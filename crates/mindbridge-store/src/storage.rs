//! String-keyed storage.
//!
//! [`KeyValueStore`] is the `localStorage`-style contract every typed store is
//! built on. [`LocalStorage`] persists to SQLite; [`MemoryStorage`] keeps
//! everything in a map and is used when no data directory is available and in
//! tests.

use std::collections::HashMap;
use std::sync::Mutex;

use chrono::Utc;
use rusqlite::{params, OptionalExtension};

use crate::database::Database;
use crate::error::{Result, StoreError};

/// A string-keyed, string-valued persistent map.
pub trait KeyValueStore: Send + Sync {
    fn get_item(&self, key: &str) -> Result<Option<String>>;

    fn set_item(&self, key: &str, value: &str) -> Result<()>;

    fn remove_item(&self, key: &str) -> Result<()>;
}

impl Database {
    pub fn get_item(&self, key: &str) -> Result<Option<String>> {
        let value = self
            .conn()
            .query_row(
                "SELECT value FROM local_storage WHERE key = ?1",
                params![key],
                |row| row.get(0),
            )
            .optional()?;
        Ok(value)
    }

    pub fn set_item(&self, key: &str, value: &str) -> Result<()> {
        self.conn().execute(
            "INSERT INTO local_storage (key, value, updated_at) VALUES (?1, ?2, ?3)
             ON CONFLICT(key) DO UPDATE SET value = excluded.value, updated_at = excluded.updated_at",
            params![key, value, Utc::now().to_rfc3339()],
        )?;
        Ok(())
    }

    pub fn remove_item(&self, key: &str) -> Result<bool> {
        let affected = self
            .conn()
            .execute("DELETE FROM local_storage WHERE key = ?1", params![key])?;
        Ok(affected > 0)
    }
}

/// SQLite-backed [`KeyValueStore`].
///
/// `rusqlite::Connection` is not `Sync`, so the database sits behind a mutex.
pub struct LocalStorage {
    db: Mutex<Database>,
}

impl LocalStorage {
    pub fn new(db: Database) -> Self {
        Self { db: Mutex::new(db) }
    }

    fn with_db<T>(&self, f: impl FnOnce(&Database) -> Result<T>) -> Result<T> {
        let guard = self.db.lock().map_err(|_| StoreError::LockPoisoned)?;
        f(&guard)
    }
}

impl KeyValueStore for LocalStorage {
    fn get_item(&self, key: &str) -> Result<Option<String>> {
        self.with_db(|db| db.get_item(key))
    }

    fn set_item(&self, key: &str, value: &str) -> Result<()> {
        self.with_db(|db| db.set_item(key, value))
    }

    fn remove_item(&self, key: &str) -> Result<()> {
        self.with_db(|db| db.remove_item(key).map(|_| ()))
    }
}

/// In-process [`KeyValueStore`]; contents are lost on drop.
#[derive(Default)]
pub struct MemoryStorage {
    items: Mutex<HashMap<String, String>>,
}

impl MemoryStorage {
    pub fn new() -> Self {
        Self::default()
    }
}

impl KeyValueStore for MemoryStorage {
    fn get_item(&self, key: &str) -> Result<Option<String>> {
        let items = self.items.lock().map_err(|_| StoreError::LockPoisoned)?;
        Ok(items.get(key).cloned())
    }

    fn set_item(&self, key: &str, value: &str) -> Result<()> {
        let mut items = self.items.lock().map_err(|_| StoreError::LockPoisoned)?;
        items.insert(key.to_string(), value.to_string());
        Ok(())
    }

    fn remove_item(&self, key: &str) -> Result<()> {
        let mut items = self.items.lock().map_err(|_| StoreError::LockPoisoned)?;
        items.remove(key);
        Ok(())
    }
}
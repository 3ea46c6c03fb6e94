//! Client-side crisis keyword heuristic.
//!
//! A coarse substring scan used only to decide when to surface support
//! resources. It is not triage: no stemming, no negation handling, English
//! phrases only.

/// Phrases that trigger the crisis resources. Matched case-insensitively as
/// substrings.
pub const CRISIS_PHRASES: &[&str] = &[
    "suicide",
    "kill myself",
    "end my life",
    "hurt myself",
    "self harm",
    "want to die",
    "better off dead",
    "no point living",
    "cutting myself",
    "overdose",
    "jump off",
    "hang myself",
    "can't go on",
    "hopeless",
    "worthless",
    "useless",
    "hate myself",
    "want to disappear",
];

/// Returns the first configured phrase contained in `text`, if any.
pub fn first_crisis_phrase(text: &str) -> Option<&'static str> {
    let lower = text.to_lowercase();
    CRISIS_PHRASES
        .iter()
        .copied()
        .find(|phrase| lower.contains(phrase))
}

/// Whether `text` contains any crisis phrase.
pub fn contains_crisis_indicator(text: &str) -> bool {
    first_crisis_phrase(text).is_some()
}
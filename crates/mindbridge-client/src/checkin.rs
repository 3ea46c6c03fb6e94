//! Mood check-in controller.

use std::sync::{Arc, Mutex};

use mindbridge_shared::constants::{CHECKIN_FAILURE, CHECKIN_SUCCESS, MISSING_MOOD_WARNING};
use mindbridge_shared::crisis::first_crisis_phrase;
use mindbridge_shared::protocol::CheckinRequest;
use mindbridge_shared::{Language, MoodEntry, MoodValue};
use mindbridge_store::MoodHistory;

use crate::backend::WellnessBackend;
use crate::config::Pacing;
use crate::error::{ClientError, Result};
use crate::events::{Notification, Presenter};
use crate::speech::SpeechBridge;
use crate::state::{lock, Session};
use crate::tasks::TaskSet;

/// Contents of the check-in form at submit time.
#[derive(Debug, Clone, PartialEq, Eq)]
pub struct CheckinForm {
    pub mood: Option<MoodValue>,
    pub note: String,
    pub language: Language,
}

#[derive(Debug, Clone, PartialEq, Eq)]
pub enum CheckinOutcome {
    MissingMood,
    Busy,
    Completed {
        response: String,
        crisis_in_note: bool,
    },
    Failed,
}

#[derive(Clone)]
pub struct CheckinController {
    inner: Arc<CheckinInner>,
}

struct CheckinInner {
    backend: Arc<dyn WellnessBackend>,
    presenter: Arc<dyn Presenter>,
    speech: Arc<SpeechBridge>,
    session: Session,
    moods: Mutex<MoodHistory>,
    note: Mutex<String>,
    last_response: Mutex<Option<(String, Language)>>,
    pacing: Pacing,
    deferred: TaskSet,
}

impl CheckinController {
    pub fn new(
        backend: Arc<dyn WellnessBackend>,
        presenter: Arc<dyn Presenter>,
        speech: Arc<SpeechBridge>,
        session: Session,
        moods: MoodHistory,
        pacing: Pacing,
    ) -> Self {
        Self {
            inner: Arc::new(CheckinInner {
                backend,
                presenter,
                speech,
                session,
                moods: Mutex::new(moods),
                note: Mutex::new(String::new()),
                last_response: Mutex::new(None),
                pacing,
                deferred: TaskSet::default(),
            }),
        }
    }

    /// Record a mood picked on the form.
    pub fn select_mood(&self, mood: MoodValue) -> MoodEntry {
        self.inner.session.set_selected_mood(Some(mood));
        lock(&self.inner.moods).track(mood)
    }

    /// Current contents of the note field.
    pub fn note(&self) -> String {
        lock(&self.inner.note).clone()
    }

    pub fn set_note(&self, text: &str) {
        *lock(&self.inner.note) = text.to_string();
        self.inner.presenter.set_checkin_note(text);
    }

    /// Start or stop dictating the note. A transcript replaces the note.
    pub fn toggle_note_dictation(&self) {
        let this = self.clone();
        self.inner.speech.toggle_recognition(move |transcript| {
            this.set_note(&transcript);
        });
    }

    pub async fn submit(&self, form: CheckinForm) -> CheckinOutcome {
        let inner = &self.inner;

        let Some(mood) = form.mood else {
            inner
                .presenter
                .notify(Notification::warning(MISSING_MOOD_WARNING));
            return CheckinOutcome::MissingMood;
        };

        if !inner.session.begin_checkin() {
            return CheckinOutcome::Busy;
        }
        inner.presenter.set_checkin_busy(true);

        let request = CheckinRequest {
            mood,
            note: form.note,
            language: form.language,
        };
        let result = self.send(&request).await;

        inner.session.end_checkin();
        inner.presenter.set_checkin_busy(false);

        match result {
            Ok(response) => {
                inner.presenter.show_checkin_response(&response);
                *lock(&inner.last_response) = Some((response.clone(), request.language));

                let crisis_in_note = match first_crisis_phrase(&request.note) {
                    Some(phrase) => {
                        tracing::warn!(phrase, mood = %mood, "Crisis phrase in check-in note");
                        let presenter = inner.presenter.clone();
                        let delay = inner.pacing.crisis_modal_delay;
                        inner.deferred.spawn(async move {
                            tokio::time::sleep(delay).await;
                            presenter.show_crisis_modal();
                        });
                        true
                    }
                    None => false,
                };

                let speech = inner.speech.clone();
                let delay = inner.pacing.checkin_speak_delay;
                let text = response.clone();
                let language = request.language;
                inner.deferred.spawn(async move {
                    tokio::time::sleep(delay).await;
                    speech.speak(&text, language);
                });

                inner.presenter.notify(Notification::success(CHECKIN_SUCCESS));
                CheckinOutcome::Completed {
                    response,
                    crisis_in_note,
                }
            }
            Err(e) => {
                tracing::warn!(error = %e, "Check-in failed");
                inner.presenter.notify(Notification::error(CHECKIN_FAILURE));
                CheckinOutcome::Failed
            }
        }
    }

    /// Speak the last check-in response again. Returns `false` if there is
    /// none yet.
    pub fn replay_response(&self) -> bool {
        match lock(&self.inner.last_response).clone() {
            Some((text, language)) => {
                self.inner.speech.speak(&text, language);
                true
            }
            None => false,
        }
    }

    pub fn mood_entries(&self) -> Vec<MoodEntry> {
        lock(&self.inner.moods).entries().to_vec()
    }

    pub fn cancel_pending(&self) {
        self.inner.deferred.cancel_all();
    }

    async fn send(&self, request: &CheckinRequest) -> Result<String> {
        let response = self.inner.backend.checkin(request).await?;
        response.into_reply().map_err(ClientError::Rejected)
    }
}

#[cfg(test)]
mod tests {
    use super::*;
    use crate::events::NotificationKind;
    use crate::test_support::{FakeSpeechEngine, Harness, UiEvent};
    use std::time::Duration;

    fn form(mood: Option<u8>, note: &str) -> CheckinForm {
        CheckinForm {
            mood: mood.map(|m| MoodValue::new(m).unwrap()),
            note: note.to_string(),
            language: Language::Pt,
        }
    }

    #[tokio::test(start_paused = true)]
    async fn test_missing_mood_is_rejected() {
        let h = Harness::new();
        let outcome = h.checkin.submit(form(None, "tired")).await;
        assert_eq!(outcome, CheckinOutcome::MissingMood);
        assert!(h.backend.checkin_requests().is_empty());

        let notes = h.presenter.notifications();
        assert_eq!(notes[0].kind, NotificationKind::Warning);
        assert_eq!(notes[0].message, MISSING_MOOD_WARNING);
    }

    #[tokio::test(start_paused = true)]
    async fn test_successful_checkin() {
        let h = Harness::new();
        h.backend.checkin_reply("Thank you for checking in.");

        let outcome = h.checkin.submit(form(Some(4), "Slept well")).await;
        assert_eq!(
            outcome,
            CheckinOutcome::Completed {
                response: "Thank you for checking in.".into(),
                crisis_in_note: false,
            }
        );

        let requests = h.backend.checkin_requests();
        assert_eq!(requests[0].mood.get(), 4);
        assert_eq!(requests[0].language, Language::Pt);
        assert!(!h.session.is_checkin_busy());

        let events = h.presenter.events();
        assert!(events.contains(&UiEvent::CheckinBusy(true)));
        assert!(events.contains(&UiEvent::CheckinResponse("Thank you for checking in.".into())));
        assert_eq!(h.presenter.notifications()[0].message, CHECKIN_SUCCESS);

        tokio::time::sleep(Duration::from_millis(499)).await;
        assert!(h.engine.started().is_empty());
        tokio::time::sleep(Duration::from_millis(2)).await;
        assert_eq!(h.engine.started(), vec!["Thank you for checking in."]);
        assert_eq!(h.engine.voices()[0].locale, "pt-PT");

        tokio::time::sleep(Duration::from_secs(5)).await;
        assert_eq!(h.presenter.crisis_modals(), 0);
    }

    #[tokio::test(start_paused = true)]
    async fn test_crisis_note_schedules_modal() {
        let h = Harness::new();
        h.backend.checkin_reply("You matter.");

        let outcome = h.checkin.submit(form(Some(1), "I feel worthless")).await;
        assert!(matches!(
            outcome,
            CheckinOutcome::Completed { crisis_in_note: true, .. }
        ));

        tokio::time::sleep(Duration::from_millis(1_999)).await;
        assert_eq!(h.presenter.crisis_modals(), 0);
        tokio::time::sleep(Duration::from_millis(2)).await;
        assert_eq!(h.presenter.crisis_modals(), 1);
    }

    #[tokio::test(start_paused = true)]
    async fn test_failed_checkin_clears_busy() {
        let h = Harness::new();
        h.backend.fail_checkin();

        let outcome = h.checkin.submit(form(Some(3), "")).await;
        assert_eq!(outcome, CheckinOutcome::Failed);
        assert!(!h.session.is_checkin_busy());
        assert_eq!(h.presenter.events().last(), Some(&UiEvent::Notify(Notification::error(CHECKIN_FAILURE))));
        assert!(!h.checkin.replay_response());
    }

    #[tokio::test(start_paused = true)]
    async fn test_select_mood_tracks_history() {
        let h = Harness::new();
        h.checkin.select_mood(MoodValue::new(2).unwrap());
        h.checkin.select_mood(MoodValue::new(5).unwrap());

        assert_eq!(h.session.selected_mood(), Some(MoodValue::new(5).unwrap()));
        let moods: Vec<u8> = h.checkin.mood_entries().iter().map(|e| e.mood.get()).collect();
        assert_eq!(moods, vec![2, 5]);

        let reloaded = Harness::with_store(h.store.clone());
        assert_eq!(reloaded.checkin.mood_entries().len(), 2);
    }

    #[tokio::test(start_paused = true)]
    async fn test_dictation_fills_note() {
        let h = Harness::with_engine(FakeSpeechEngine::hearing("Slept badly, feeling hopeless"));
        h.checkin.toggle_note_dictation();
        assert!(h.session.is_listening());
        tokio::time::sleep(Duration::from_millis(1)).await;

        assert_eq!(h.checkin.note(), "Slept badly, feeling hopeless");
        assert!(h
            .presenter
            .events()
            .contains(&UiEvent::CheckinNote("Slept badly, feeling hopeless".into())));
        assert!(h.chat.history().is_empty());

        let outcome = h
            .checkin
            .submit(CheckinForm {
                mood: Some(MoodValue::new(2).unwrap()),
                note: h.checkin.note(),
                language: Language::En,
            })
            .await;
        assert!(matches!(
            outcome,
            CheckinOutcome::Completed { crisis_in_note: true, .. }
        ));
    }

    #[tokio::test(start_paused = true)]
    async fn test_dictation_unsupported_leaves_note() {
        let h = Harness::new();
        h.checkin.toggle_note_dictation();
        assert!(h.checkin.note().is_empty());
        assert_eq!(
            h.presenter.notifications()[0].message,
            mindbridge_shared::constants::RECOGNITION_UNSUPPORTED
        );
    }

    #[tokio::test(start_paused = true)]
    async fn test_replay_response() {
        let h = Harness::new();
        h.backend.checkin_reply("Keep going.");
        h.checkin.submit(form(Some(3), "")).await;
        tokio::time::sleep(Duration::from_secs(1)).await;

        assert!(h.checkin.replay_response());
        tokio::time::sleep(Duration::from_millis(10)).await;
        assert_eq!(h.engine.started(), vec!["Keep going.", "Keep going."]);
    }
}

» **What is being asked**
Please copy, without any change, the lines of the material from the first through the one containing "fn get_item(&self, key: &str) -> Result<Option<String>>;". Write nothing else.

» **Response area**
filename crates/mindbridge-store/src/storage.rs
//! String-keyed storage.
//!
//! [`KeyValueStore`] is the `localStorage`-style contract every typed store is
//! built on. [`LocalStorage`] persists to SQLite; [`MemoryStorage`] keeps
//! everything in a map and is used when no data directory is available and in
//! tests.

use std::collections::HashMap;
use std::sync::Mutex;

use chrono::Utc;
use rusqlite::{params, OptionalExtension};

use crate::database::Database;
use crate::error::{Result, StoreError};

/// A string-keyed, string-valued persistent map.
pub trait KeyValueStore: Send + Sync {
    fn get_item(&self, key: &str) -> Result<Option<String>>;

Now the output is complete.